POR QUE OS SINOS NÃO DOBRAM MAIS?
Ubirajara Varela

Para Jorge Henrique, havia mais coisas entre o céu e a terra, do que poderia supor a nossa vã filosofia, mas ele não era tão ingênuo a ponto de sair por aí discutindo os seus teoremas. Limitava-se a pensar, raciocinar, meditar com os seus próprios botões, conseguindo alcançar brilhantes deduções sobre o mundo dos homens.

Todo dia à tardinha, ele gostava de se sentar à porta da antiga capela de Santo Antônio, de onde se podia ver a cidade em paisagem panorâmica, e pensar. Era meticuloso. Andava sempre com um bloquinho de apontamentos e um lápis no bolso, para não se esquecer de nada. E, por questão de coincidência ou não, sempre que fazia alguma descoberta, os sinos dobravam, como que anunciando uma boa nova.

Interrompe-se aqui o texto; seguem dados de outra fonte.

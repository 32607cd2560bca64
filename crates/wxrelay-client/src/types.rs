//! Wire types for the remote WeChat daemon API.
//!
//! The daemon wraps every response in a `{code, message, data}` envelope;
//! non-zero `code` means a business error regardless of the HTTP status.

use serde::{Deserialize, Deserializer};
use std::collections::HashMap;

/// Response envelope common to all endpoints.
#[derive(Debug, Deserialize)]
pub struct ApiEnvelope<T> {
    /// Business status; zero on success.
    pub code: i64,
    /// Human-readable status text.
    #[serde(default)]
    pub message: String,
    /// Endpoint-specific payload.
    pub data: Option<T>,
}

/// `GET /api/wechat/status` payload.
#[derive(Debug, Clone, Default, Deserialize)]
pub struct WeChatStatus {
    /// Whether the WeChat client on the remote host is up.
    #[serde(default)]
    pub online: bool,
    /// Remote uptime in seconds.
    #[serde(default)]
    pub uptime: Option<f64>,
    /// Anything else the daemon reports, kept for the status snapshot.
    #[serde(flatten)]
    pub extra: HashMap<String, serde_json::Value>,
}

/// One gauge from `GET /api/system/resources`.
#[derive(Debug, Clone, Default, Deserialize)]
pub struct ResourceGauge {
    /// Utilisation percentage.
    #[serde(default)]
    pub usage_percent: Option<f64>,
    /// Used amount (MB for memory).
    #[serde(default)]
    pub used: Option<f64>,
    /// Total amount.
    #[serde(default)]
    pub total: Option<f64>,
}

/// `GET /api/system/resources` payload.
#[derive(Debug, Clone, Default, Deserialize)]
pub struct SystemResources {
    /// CPU gauge.
    #[serde(default)]
    pub cpu: Option<ResourceGauge>,
    /// Memory gauge.
    #[serde(default)]
    pub memory: Option<ResourceGauge>,
}

/// Payload of the unread poll and the per-listener fetch: messages grouped
/// by chat name.
#[derive(Debug, Default, Deserialize)]
pub struct MessagesPayload {
    /// Chat name to message list.
    #[serde(default)]
    pub messages: HashMap<String, Vec<RemoteMessage>>,
}

/// One raw message as the remote daemon reports it.
///
/// Field presence varies with daemon version and message kind, so everything
/// beyond the id is optional and normalisation happens at the ingress
/// boundary.
#[derive(Debug, Clone, Deserialize)]
pub struct RemoteMessage {
    /// Remote message id.
    #[serde(default)]
    pub id: Option<String>,
    /// Numeric message type code; arrives as number or string.
    #[serde(default, rename = "mtype", deserialize_with = "de_opt_stringish")]
    pub mtype: Option<String>,
    /// String type tag: `friend`, `group`, `self`, `time`, ...
    #[serde(default, rename = "type")]
    pub message_type: Option<String>,
    /// Sender name.
    #[serde(default)]
    pub sender: Option<String>,
    /// Sender remark name.
    #[serde(default)]
    pub sender_remark: Option<String>,
    /// Text content or attachment reference.
    #[serde(default)]
    pub content: Option<String>,
    /// Chat the message belongs to; filled in by the client when the daemon
    /// groups messages by chat instead of tagging each one.
    #[serde(default)]
    pub chat_name: Option<String>,
    /// Unix timestamp of the message on the remote.
    #[serde(default)]
    pub timestamp: Option<i64>,
    /// Where the daemon saved the attachment, relative to its downloads dir.
    #[serde(default)]
    pub local_file_path: Option<String>,
    /// Attachment path on the remote host.
    #[serde(default)]
    pub original_file_path: Option<String>,
    /// Attachment kind: `image`, `file`, `voice`, `video`.
    #[serde(default)]
    pub file_type: Option<String>,
    /// Attachment size in bytes.
    #[serde(default)]
    pub file_size: Option<i64>,
}

/// Flags controlling which attachment kinds the daemon saves during a poll.
///
/// The daemon expects these as lowercase string booleans in the query.
#[derive(Debug, Clone, Copy)]
pub struct PollFlags {
    pub save_pic: bool,
    pub save_video: bool,
    pub save_file: bool,
    pub save_voice: bool,
    pub parse_url: bool,
}

impl Default for PollFlags {
    fn default() -> Self {
        Self {
            save_pic: true,
            save_video: false,
            save_file: true,
            save_voice: false,
            parse_url: false,
        }
    }
}

impl PollFlags {
    /// The query-parameter form the daemon expects (`savePic=true`...).
    #[must_use]
    pub fn as_query(&self) -> [(&'static str, &'static str); 5] {
        [
            ("savePic", bool_str(self.save_pic)),
            ("saveVideo", bool_str(self.save_video)),
            ("saveFile", bool_str(self.save_file)),
            ("saveVoice", bool_str(self.save_voice)),
            ("parseUrl", bool_str(self.parse_url)),
        ]
    }
}

const fn bool_str(value: bool) -> &'static str {
    if value { "true" } else { "false" }
}

/// Accepts a JSON number or string and yields its string form.
fn de_opt_stringish<'de, D>(deserializer: D) -> std::result::Result<Option<String>, D::Error>
where
    D: Deserializer<'de>,
{
    let value = Option::<serde_json::Value>::deserialize(deserializer)?;
    Ok(value.and_then(|v| match v {
        serde_json::Value::String(s) => Some(s),
        serde_json::Value::Number(n) => Some(n.to_string()),
        _ => None,
    }))
}

#[cfg(test)]
mod tests {
    #![allow(clippy::unwrap_used)]

    use super::*;
    use serde_json::json;

    #[test]
    fn envelope_parses_with_missing_message() {
        let envelope: ApiEnvelope<WeChatStatus> =
            serde_json::from_value(json!({"code": 0, "data": {"online": true, "uptime": 12.5}}))
                .unwrap();
        assert_eq!(envelope.code, 0);
        let status = envelope.data.unwrap();
        assert!(status.online);
        assert_eq!(status.uptime, Some(12.5));
    }

    #[test]
    fn remote_message_accepts_numeric_and_string_mtype() {
        let numeric: RemoteMessage =
            serde_json::from_value(json!({"id": "m1", "mtype": 1, "sender": "alice"})).unwrap();
        assert_eq!(numeric.mtype.as_deref(), Some("1"));

        let string: RemoteMessage =
            serde_json::from_value(json!({"id": "m2", "mtype": "10000"})).unwrap();
        assert_eq!(string.mtype.as_deref(), Some("10000"));
    }

    #[test]
    fn messages_payload_groups_by_chat() {
        let payload: MessagesPayload = serde_json::from_value(json!({
            "messages": {
                "alice": [{"id": "m1", "content": "hi"}],
                "dev group": [{"id": "m2"}, {"id": "m3"}]
            }
        }))
        .unwrap();
        assert_eq!(payload.messages["alice"].len(), 1);
        assert_eq!(payload.messages["dev group"].len(), 2);
    }

    #[test]
    fn poll_flags_serialise_as_lowercase_strings() {
        let query = PollFlags::default().as_query();
        assert!(query.contains(&("savePic", "true")));
        assert!(query.contains(&("saveVoice", "false")));
    }
}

Jorge Henrique já tinha feito anotações sobre diversos assuntos: biologia, astrofísica, química, matemática, filosofia, até artes ele discursava em seu caderninho. 

As pessoas que o viam sentado na entrada da igreja pensavam que Jorge enlouquecera de vez. Achavam-no estranho, uma pessoa que fica falando e rindo sozinha, anotando sabe-se lá o quê num caderninho velho, isso não soava bem. Desagradava muitas pessoas; essa imagem de liberdade, de felicidade não era bem vista.

A princípio, por intervenção de algumas beatas fazedoras de novenas, tentaram afastá-lo do local, com o argumento de que denegria a boa imagem da cidade, pois a capela era muito visitada por turistas. Sem sucesso. Jorge não arredara o pé.

Tentaram a polícia, que nada pode fazer, pois ainda não era crime sentar-se à sombra da capela para meditar.

Porém, as pessoas não desistiram, não queriam um filósofo louco em lugar nenhum, quanto mais na porta da casa de Deus.

Afinal, decidiram-se por enxotá-lo dali, de uma vez por todas, as mesmas beatas fazedoras de novenas. Como a cidade era conhecida pela cortesia, Jorge não estranhara o café que lhe serviu uma dessas bondosas velhinhas.

Alguns acreditam que o café é uma bebida pecaminosa, que aquece os ânimos e conduz à tentação. Certo ou não, o fato é que haviam colocado veneno na bebida. E Jorge não suportou a dose. Morrera ali mesmo, na porta da igreja.

O caso teve alguma repercussão: mais aprovações do que reprovações, claro. Contudo, as pessoas logo se calaram, não sei se por vergonha da falta de virtude, ou falta de interesse mesmo, afinal, o falecido não passava de um louco, um filósofo. O que ninguém percebera, é que os sinos não dobraram mais depois daquele dia.